PROBLEM DESCRIPTION
From the entries, filter out every line that lacks "part" and copy the rest.

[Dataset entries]
"""
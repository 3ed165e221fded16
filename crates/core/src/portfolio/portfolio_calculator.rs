//! Derived investment fields and portfolio aggregation.
//!
//! A zero denominator yields a zero percentage. Every other operation is
//! checked, and an overflow surfaces as [`CalculatorError::Overflow`].

use log::debug;
use rust_decimal::Decimal;
use rust_decimal_macros::dec;

use crate::constants::{ALLOCATION_PERCENT_PRECISION, RETURN_PERCENT_PRECISION};
use crate::errors::CalculatorError;
use crate::portfolio::{Investment, PortfolioSummary};

/// `part / whole × 100`, or zero when `whole` is zero.
fn percent_of(part: Decimal, whole: Decimal, dp: u32) -> Result<Decimal, CalculatorError> {
    if whole.is_zero() {
        return Ok(Decimal::ZERO);
    }
    part.checked_div(whole)
        .and_then(|ratio| ratio.checked_mul(dec!(100)))
        .map(|pct| pct.round_dp(dp))
        .ok_or(CalculatorError::Overflow("percentage"))
}

/// Sum of `values`, failing instead of overflowing.
pub(crate) fn checked_sum(
    values: impl IntoIterator<Item = Decimal>,
    what: &'static str,
) -> Result<Decimal, CalculatorError> {
    values
        .into_iter()
        .try_fold(Decimal::ZERO, |acc, value| acc.checked_add(value))
        .ok_or(CalculatorError::Overflow(what))
}

fn checked_diff(a: Decimal, b: Decimal, what: &'static str) -> Result<Decimal, CalculatorError> {
    a.checked_sub(b).ok_or(CalculatorError::Overflow(what))
}

/// Return percentage of a single position, rounded to two decimals.
/// A position with nothing invested reports 0%.
pub fn return_percentage(invested: Decimal, current: Decimal) -> Result<Decimal, CalculatorError> {
    let returns = checked_diff(current, invested, "returns")?;
    percent_of(returns, invested, RETURN_PERCENT_PRECISION)
}

/// Share of `current` in `total_current`, rounded to one decimal.
pub fn allocation_percentage(
    current: Decimal,
    total_current: Decimal,
) -> Result<Decimal, CalculatorError> {
    percent_of(current, total_current, ALLOCATION_PERCENT_PRECISION)
}

/// Re-derives returns, return percentage and allocation for every
/// investment so the percentages stay consistent as a set.
///
/// On error some investments may already carry new values; callers discard
/// the list.
pub fn recompute_investments(investments: &mut [Investment]) -> Result<(), CalculatorError> {
    let total_current = checked_sum(investments.iter().map(|i| i.current), "total value")?;

    for investment in investments.iter_mut() {
        investment.returns = checked_diff(investment.current, investment.invested, "returns")?;
        investment.return_percentage =
            return_percentage(investment.invested, investment.current)?;
        investment.allocation = allocation_percentage(investment.current, total_current)?;
    }

    debug!(
        "Recomputed derived fields for {} investments (total current {})",
        investments.len(),
        total_current
    );
    Ok(())
}

/// Aggregates the investment list into a summary.
///
/// Day-change fields are only produced by a market tick, so they are carried
/// over from `previous` unchanged (or zero when there is no previous summary).
pub fn summarize(
    investments: &[Investment],
    previous: Option<&PortfolioSummary>,
) -> Result<PortfolioSummary, CalculatorError> {
    let total_invested = checked_sum(investments.iter().map(|i| i.invested), "total invested")?;
    let total_value = checked_sum(investments.iter().map(|i| i.current), "total value")?;
    let total_returns = checked_diff(total_value, total_invested, "total returns")?;

    let (day_change, day_change_percentage) = previous
        .map(|p| (p.day_change, p.day_change_percentage))
        .unwrap_or((Decimal::ZERO, Decimal::ZERO));

    Ok(PortfolioSummary {
        total_value,
        total_invested,
        total_returns,
        return_percentage: percent_of(total_returns, total_invested, RETURN_PERCENT_PRECISION)?,
        day_change,
        day_change_percentage,
    })
}

/// Records the delta between the pre-tick total and the summary's current
/// total value.
pub fn apply_day_change(
    summary: &mut PortfolioSummary,
    previous_total: Decimal,
) -> Result<(), CalculatorError> {
    summary.day_change = checked_diff(summary.total_value, previous_total, "day change")?;
    summary.day_change_percentage =
        percent_of(summary.day_change, previous_total, RETURN_PERCENT_PRECISION)?;
    Ok(())
}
"""
RESULT
/// `part / whole × 100`, or zero when `whole` is zero.
fn percent_of(part: Decimal, whole: Decimal, dp: u32) -> Result<Decimal, CalculatorError> {
    part.checked_div(whole)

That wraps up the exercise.